WORK TASK =>
Your answer must hold only the lines below from the line containing "directed connection, as" through the line containing "let id = SegmentId(self.segments.len());", each reproduced exactly.

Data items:
····················
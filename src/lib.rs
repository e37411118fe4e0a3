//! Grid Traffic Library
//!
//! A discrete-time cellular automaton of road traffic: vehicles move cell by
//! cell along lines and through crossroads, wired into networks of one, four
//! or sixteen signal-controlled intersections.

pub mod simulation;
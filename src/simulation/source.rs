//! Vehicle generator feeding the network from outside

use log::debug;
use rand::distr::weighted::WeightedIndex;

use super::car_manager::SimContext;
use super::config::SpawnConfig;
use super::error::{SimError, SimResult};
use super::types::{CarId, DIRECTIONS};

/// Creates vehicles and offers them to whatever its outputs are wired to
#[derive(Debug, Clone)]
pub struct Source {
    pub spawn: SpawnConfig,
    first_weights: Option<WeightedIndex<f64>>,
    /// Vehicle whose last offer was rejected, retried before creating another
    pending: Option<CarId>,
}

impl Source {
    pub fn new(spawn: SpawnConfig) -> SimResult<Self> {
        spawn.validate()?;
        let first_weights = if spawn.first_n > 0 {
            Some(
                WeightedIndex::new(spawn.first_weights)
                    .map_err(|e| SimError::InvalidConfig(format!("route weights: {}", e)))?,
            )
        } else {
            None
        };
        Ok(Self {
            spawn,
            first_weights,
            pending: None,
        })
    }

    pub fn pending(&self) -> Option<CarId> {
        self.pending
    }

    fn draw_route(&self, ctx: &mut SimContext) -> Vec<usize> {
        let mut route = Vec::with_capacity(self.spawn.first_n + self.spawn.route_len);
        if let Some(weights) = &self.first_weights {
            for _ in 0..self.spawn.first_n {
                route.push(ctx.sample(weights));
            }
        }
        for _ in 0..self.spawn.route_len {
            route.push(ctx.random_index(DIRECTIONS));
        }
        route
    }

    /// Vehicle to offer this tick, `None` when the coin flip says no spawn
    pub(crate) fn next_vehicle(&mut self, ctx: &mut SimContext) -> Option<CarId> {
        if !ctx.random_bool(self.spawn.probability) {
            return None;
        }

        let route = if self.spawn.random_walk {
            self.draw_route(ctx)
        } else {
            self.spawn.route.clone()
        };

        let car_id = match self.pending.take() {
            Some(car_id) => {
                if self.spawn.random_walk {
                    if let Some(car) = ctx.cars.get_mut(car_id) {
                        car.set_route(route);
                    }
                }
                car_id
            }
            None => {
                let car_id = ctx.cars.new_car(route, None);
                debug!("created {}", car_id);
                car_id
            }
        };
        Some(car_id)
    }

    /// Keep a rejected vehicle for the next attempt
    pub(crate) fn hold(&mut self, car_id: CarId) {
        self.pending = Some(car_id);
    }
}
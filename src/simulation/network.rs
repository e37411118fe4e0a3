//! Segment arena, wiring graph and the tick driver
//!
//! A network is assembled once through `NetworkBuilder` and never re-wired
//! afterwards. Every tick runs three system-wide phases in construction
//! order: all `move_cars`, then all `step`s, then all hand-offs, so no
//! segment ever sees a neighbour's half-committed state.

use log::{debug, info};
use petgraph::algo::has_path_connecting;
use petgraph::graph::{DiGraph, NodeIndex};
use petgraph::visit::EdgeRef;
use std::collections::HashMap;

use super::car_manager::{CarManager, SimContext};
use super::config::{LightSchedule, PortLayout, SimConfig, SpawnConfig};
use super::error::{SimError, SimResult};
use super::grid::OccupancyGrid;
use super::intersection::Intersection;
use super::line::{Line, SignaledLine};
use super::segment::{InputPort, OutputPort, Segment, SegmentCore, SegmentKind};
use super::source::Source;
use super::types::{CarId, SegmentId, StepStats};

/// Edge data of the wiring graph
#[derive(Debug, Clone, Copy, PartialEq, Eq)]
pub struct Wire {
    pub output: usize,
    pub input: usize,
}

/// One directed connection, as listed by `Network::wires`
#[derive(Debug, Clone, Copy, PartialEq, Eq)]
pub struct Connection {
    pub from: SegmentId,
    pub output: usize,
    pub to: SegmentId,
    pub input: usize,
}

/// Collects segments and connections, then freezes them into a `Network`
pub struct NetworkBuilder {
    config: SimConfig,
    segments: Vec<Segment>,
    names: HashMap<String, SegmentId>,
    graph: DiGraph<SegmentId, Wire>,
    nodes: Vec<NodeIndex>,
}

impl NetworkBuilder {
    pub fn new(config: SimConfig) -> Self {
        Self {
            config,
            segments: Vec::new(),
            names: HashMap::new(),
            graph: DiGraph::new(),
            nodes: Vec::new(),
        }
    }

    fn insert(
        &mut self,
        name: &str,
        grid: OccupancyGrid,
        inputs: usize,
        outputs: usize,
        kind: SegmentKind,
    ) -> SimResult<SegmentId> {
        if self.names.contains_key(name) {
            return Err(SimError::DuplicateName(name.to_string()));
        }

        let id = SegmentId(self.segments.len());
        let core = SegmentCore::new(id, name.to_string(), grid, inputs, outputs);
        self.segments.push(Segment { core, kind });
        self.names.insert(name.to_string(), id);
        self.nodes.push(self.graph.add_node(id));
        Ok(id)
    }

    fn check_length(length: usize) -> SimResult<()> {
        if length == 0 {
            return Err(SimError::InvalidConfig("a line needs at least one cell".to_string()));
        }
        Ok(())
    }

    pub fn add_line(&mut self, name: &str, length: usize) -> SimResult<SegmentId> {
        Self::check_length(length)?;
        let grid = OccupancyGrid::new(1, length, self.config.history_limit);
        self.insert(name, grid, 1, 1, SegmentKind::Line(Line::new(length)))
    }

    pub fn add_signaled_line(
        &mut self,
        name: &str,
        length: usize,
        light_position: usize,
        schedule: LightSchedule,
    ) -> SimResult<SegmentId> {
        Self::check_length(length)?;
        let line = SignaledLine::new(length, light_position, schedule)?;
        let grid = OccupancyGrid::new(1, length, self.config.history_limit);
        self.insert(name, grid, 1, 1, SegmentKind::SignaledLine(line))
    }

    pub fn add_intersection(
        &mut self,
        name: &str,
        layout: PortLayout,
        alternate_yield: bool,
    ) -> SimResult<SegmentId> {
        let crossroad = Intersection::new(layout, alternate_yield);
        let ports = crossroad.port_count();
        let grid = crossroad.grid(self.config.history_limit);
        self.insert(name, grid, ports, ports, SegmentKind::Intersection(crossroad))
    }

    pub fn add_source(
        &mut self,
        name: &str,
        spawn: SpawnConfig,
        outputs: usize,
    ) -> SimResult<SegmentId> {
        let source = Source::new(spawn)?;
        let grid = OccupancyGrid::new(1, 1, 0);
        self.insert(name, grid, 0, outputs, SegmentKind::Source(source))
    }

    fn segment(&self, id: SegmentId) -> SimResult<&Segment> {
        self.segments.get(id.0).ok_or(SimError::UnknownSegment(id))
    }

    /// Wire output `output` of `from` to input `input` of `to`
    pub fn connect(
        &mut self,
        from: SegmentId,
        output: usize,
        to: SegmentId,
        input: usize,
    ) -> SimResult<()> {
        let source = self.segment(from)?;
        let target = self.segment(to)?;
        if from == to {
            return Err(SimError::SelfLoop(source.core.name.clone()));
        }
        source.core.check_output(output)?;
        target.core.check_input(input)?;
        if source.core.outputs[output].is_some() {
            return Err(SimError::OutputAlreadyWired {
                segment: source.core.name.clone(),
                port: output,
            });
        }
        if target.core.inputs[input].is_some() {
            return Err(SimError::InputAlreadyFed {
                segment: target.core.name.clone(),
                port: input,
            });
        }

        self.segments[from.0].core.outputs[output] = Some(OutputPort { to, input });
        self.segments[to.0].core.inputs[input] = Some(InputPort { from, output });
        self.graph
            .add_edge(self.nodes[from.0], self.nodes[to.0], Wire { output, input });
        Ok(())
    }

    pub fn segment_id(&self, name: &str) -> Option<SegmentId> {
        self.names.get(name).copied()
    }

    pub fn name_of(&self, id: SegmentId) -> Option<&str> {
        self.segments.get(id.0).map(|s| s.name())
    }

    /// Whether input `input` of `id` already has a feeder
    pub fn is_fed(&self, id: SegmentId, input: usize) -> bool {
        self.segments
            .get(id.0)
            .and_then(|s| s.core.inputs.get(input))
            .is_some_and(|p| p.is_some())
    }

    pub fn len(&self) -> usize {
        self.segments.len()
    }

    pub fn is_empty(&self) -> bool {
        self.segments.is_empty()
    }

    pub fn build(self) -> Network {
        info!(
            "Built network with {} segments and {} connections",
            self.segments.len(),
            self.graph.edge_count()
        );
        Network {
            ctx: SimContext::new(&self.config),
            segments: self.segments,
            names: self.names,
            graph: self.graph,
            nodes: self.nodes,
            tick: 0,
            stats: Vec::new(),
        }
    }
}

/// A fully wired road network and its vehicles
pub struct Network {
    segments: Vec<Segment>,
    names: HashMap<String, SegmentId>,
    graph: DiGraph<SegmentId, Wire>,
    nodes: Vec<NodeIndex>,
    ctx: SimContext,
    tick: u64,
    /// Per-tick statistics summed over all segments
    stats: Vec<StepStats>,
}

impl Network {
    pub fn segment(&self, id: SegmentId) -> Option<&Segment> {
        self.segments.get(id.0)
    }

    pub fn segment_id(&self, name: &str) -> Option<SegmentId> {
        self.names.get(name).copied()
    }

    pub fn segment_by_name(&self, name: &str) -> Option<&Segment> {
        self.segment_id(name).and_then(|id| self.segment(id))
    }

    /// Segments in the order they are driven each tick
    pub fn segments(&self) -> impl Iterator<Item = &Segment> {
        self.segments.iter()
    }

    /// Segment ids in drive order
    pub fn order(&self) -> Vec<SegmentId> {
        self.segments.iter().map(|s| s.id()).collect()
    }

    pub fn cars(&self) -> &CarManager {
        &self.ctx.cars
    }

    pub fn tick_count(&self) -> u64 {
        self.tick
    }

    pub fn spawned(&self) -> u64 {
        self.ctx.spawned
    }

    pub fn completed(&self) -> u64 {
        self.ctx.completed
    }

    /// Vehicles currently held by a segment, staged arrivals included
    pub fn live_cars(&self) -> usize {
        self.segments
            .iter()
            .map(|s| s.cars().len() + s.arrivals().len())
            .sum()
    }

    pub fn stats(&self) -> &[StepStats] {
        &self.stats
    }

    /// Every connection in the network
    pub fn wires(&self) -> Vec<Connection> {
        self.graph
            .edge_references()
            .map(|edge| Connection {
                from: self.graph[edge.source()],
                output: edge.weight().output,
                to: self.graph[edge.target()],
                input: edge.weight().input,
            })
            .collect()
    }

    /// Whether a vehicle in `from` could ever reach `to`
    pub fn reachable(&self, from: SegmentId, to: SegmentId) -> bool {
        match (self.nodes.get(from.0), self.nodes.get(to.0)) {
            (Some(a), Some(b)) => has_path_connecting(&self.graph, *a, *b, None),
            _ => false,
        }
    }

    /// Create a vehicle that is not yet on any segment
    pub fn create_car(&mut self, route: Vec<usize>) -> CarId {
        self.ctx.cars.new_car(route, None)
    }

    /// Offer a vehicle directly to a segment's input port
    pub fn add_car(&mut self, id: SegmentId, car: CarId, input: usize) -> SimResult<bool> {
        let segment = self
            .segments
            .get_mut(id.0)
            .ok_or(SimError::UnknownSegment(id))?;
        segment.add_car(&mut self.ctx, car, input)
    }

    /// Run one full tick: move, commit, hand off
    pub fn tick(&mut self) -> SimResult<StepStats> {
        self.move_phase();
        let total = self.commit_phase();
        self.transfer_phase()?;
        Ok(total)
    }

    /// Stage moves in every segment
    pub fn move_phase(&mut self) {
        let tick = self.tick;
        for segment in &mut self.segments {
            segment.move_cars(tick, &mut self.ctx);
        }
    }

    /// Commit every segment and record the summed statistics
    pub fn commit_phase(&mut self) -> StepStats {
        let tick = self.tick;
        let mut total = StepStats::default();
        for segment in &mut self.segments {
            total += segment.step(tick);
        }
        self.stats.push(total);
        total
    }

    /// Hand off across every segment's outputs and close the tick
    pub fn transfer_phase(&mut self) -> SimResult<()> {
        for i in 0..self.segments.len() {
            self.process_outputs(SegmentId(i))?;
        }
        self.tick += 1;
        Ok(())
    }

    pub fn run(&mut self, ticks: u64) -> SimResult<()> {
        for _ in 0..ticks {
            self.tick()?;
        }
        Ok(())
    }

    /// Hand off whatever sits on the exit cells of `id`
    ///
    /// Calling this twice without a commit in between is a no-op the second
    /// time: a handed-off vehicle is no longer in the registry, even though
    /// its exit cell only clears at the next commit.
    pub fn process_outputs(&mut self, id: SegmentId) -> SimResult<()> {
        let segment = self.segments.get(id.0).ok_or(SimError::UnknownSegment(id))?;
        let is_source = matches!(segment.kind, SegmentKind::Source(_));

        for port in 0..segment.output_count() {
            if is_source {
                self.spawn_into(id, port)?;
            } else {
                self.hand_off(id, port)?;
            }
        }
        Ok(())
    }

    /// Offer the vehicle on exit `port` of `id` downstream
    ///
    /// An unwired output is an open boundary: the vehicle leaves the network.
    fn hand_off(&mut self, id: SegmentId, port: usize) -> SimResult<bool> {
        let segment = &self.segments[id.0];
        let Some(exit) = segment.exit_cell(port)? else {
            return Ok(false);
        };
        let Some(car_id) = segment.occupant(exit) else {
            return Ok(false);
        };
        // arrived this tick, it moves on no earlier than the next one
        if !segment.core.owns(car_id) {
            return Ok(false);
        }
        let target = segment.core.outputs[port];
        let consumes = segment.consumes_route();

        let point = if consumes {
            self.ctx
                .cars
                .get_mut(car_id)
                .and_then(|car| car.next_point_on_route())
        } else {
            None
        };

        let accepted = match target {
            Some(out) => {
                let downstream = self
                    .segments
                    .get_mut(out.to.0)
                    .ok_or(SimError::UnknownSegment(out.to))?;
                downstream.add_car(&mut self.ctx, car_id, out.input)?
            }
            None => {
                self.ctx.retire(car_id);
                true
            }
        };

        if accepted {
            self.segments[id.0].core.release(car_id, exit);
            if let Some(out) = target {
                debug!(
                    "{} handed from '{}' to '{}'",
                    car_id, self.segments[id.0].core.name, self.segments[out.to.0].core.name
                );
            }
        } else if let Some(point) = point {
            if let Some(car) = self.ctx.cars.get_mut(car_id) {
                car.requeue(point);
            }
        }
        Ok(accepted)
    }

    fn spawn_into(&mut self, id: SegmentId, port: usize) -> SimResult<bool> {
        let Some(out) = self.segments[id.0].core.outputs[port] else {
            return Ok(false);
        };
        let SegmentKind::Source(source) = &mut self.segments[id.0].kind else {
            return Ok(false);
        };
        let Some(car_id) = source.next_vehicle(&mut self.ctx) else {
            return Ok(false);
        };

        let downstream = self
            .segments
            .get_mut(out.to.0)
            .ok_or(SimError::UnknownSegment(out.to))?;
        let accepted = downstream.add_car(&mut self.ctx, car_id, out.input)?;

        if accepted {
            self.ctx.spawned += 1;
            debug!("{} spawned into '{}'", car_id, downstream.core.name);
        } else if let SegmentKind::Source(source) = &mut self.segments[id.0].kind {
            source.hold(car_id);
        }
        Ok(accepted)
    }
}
····················
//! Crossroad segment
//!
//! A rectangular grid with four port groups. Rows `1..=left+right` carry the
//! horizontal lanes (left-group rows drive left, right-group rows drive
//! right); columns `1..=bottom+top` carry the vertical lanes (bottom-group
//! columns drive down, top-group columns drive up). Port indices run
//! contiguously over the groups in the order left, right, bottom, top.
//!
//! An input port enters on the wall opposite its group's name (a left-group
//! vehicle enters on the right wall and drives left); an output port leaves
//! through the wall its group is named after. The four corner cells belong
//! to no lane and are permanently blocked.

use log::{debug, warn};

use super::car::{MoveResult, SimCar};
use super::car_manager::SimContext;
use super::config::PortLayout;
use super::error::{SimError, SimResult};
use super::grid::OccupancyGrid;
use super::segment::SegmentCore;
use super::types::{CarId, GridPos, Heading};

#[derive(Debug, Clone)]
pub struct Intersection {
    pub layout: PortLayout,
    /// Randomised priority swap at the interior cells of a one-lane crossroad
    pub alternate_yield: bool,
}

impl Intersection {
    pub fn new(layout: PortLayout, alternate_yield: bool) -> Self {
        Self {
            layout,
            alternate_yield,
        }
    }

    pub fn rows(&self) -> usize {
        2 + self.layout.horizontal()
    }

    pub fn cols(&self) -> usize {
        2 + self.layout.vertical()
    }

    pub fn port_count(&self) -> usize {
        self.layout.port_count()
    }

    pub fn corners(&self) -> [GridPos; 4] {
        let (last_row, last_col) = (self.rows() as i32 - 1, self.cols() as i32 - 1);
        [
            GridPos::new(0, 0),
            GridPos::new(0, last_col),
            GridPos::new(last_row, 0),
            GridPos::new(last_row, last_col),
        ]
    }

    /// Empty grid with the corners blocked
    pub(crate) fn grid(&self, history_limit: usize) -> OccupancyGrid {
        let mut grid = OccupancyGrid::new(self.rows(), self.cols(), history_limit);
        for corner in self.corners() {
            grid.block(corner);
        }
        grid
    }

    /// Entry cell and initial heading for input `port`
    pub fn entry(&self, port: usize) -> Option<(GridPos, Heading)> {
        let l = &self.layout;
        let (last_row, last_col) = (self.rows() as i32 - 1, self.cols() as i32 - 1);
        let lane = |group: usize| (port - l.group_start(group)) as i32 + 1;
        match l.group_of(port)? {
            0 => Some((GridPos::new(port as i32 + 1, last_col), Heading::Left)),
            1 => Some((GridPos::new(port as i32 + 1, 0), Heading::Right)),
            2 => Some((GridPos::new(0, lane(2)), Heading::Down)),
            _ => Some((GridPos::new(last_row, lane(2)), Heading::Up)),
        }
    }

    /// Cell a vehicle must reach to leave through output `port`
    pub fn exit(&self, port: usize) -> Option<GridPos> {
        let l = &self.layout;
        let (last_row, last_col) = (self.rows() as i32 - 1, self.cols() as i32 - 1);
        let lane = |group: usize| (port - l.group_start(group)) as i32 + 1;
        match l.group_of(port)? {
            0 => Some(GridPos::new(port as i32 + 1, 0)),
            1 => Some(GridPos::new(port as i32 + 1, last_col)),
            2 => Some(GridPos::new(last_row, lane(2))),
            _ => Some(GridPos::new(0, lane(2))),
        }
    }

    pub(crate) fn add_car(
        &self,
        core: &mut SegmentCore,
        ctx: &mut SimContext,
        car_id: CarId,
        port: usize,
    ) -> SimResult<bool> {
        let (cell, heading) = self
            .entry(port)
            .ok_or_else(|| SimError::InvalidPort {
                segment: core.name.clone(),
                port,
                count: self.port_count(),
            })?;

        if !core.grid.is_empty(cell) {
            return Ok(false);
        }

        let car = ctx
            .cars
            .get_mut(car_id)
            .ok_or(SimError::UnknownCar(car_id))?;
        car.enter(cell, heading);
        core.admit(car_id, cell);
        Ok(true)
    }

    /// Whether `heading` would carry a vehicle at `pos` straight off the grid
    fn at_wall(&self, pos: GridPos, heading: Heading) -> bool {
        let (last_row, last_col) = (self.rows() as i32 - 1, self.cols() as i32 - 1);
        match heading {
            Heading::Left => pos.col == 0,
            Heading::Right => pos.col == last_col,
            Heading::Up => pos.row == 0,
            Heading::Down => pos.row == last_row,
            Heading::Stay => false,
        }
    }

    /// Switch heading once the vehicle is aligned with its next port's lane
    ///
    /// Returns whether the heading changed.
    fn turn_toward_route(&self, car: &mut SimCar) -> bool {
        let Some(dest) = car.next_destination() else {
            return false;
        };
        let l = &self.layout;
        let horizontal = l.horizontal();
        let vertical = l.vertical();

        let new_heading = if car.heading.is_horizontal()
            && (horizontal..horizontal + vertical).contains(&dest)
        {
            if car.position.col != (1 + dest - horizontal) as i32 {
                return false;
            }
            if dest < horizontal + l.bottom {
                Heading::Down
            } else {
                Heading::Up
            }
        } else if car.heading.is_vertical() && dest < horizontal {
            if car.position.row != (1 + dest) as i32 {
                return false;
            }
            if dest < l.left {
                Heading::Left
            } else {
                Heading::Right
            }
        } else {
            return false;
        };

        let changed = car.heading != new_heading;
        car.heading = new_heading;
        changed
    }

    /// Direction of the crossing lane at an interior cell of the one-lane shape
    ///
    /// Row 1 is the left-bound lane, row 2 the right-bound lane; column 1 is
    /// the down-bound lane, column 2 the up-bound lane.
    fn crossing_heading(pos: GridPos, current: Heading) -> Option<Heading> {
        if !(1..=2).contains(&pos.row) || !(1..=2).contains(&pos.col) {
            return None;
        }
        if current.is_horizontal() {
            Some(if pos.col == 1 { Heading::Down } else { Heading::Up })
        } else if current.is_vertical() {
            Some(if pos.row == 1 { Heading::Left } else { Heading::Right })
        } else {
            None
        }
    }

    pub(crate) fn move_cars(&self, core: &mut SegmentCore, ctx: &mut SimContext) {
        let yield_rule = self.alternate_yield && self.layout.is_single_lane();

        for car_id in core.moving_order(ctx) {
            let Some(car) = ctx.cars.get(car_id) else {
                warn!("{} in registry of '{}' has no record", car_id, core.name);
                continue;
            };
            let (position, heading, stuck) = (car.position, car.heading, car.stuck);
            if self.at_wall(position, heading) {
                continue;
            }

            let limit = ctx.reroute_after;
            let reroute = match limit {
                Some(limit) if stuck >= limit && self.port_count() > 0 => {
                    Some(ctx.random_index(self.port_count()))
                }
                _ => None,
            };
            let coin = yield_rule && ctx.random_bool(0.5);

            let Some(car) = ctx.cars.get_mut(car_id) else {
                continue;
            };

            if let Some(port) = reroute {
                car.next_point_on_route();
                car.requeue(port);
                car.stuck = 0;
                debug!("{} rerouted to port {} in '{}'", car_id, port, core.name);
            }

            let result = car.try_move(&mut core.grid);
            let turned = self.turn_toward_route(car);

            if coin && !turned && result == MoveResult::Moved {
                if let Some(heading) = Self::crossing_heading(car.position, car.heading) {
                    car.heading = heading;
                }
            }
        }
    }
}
····················
RESPONSE TO THIS TASK =>
/// One directed connection, as listed by `Network::wires`
#[derive(Debug, Clone, Copy, PartialEq, Eq)]
pub struct Connection {
    pub from: SegmentId,
    pub output: usize,
    pub to: SegmentId,
    pub input: usize,
}

/// Collects segments and connections, then freezes them into a `Network`
pub struct NetworkBuilder {
    config: SimConfig,
    segments: Vec<Segment>,
    names: HashMap<String, SegmentId>,
    graph: DiGraph<SegmentId, Wire>,
    nodes: Vec<NodeIndex>,
}

impl NetworkBuilder {
    pub fn new(config: SimConfig) -> Self {
        Self {
            config,
            segments: Vec::new(),
            names: HashMap::new(),
            graph: DiGraph::new(),
            nodes: Vec::new(),
        }
    }

    fn insert(
        &mut self,
        name: &str,
        grid: OccupancyGrid,
        inputs: usize,
        outputs: usize,
        kind: SegmentKind,
    ) -> SimResult<SegmentId> {
        if self.names.contains_key(name) {
            return Err(SimError::DuplicateName(name.to_string()));
        }

        let id = SegmentId(self.segments.len());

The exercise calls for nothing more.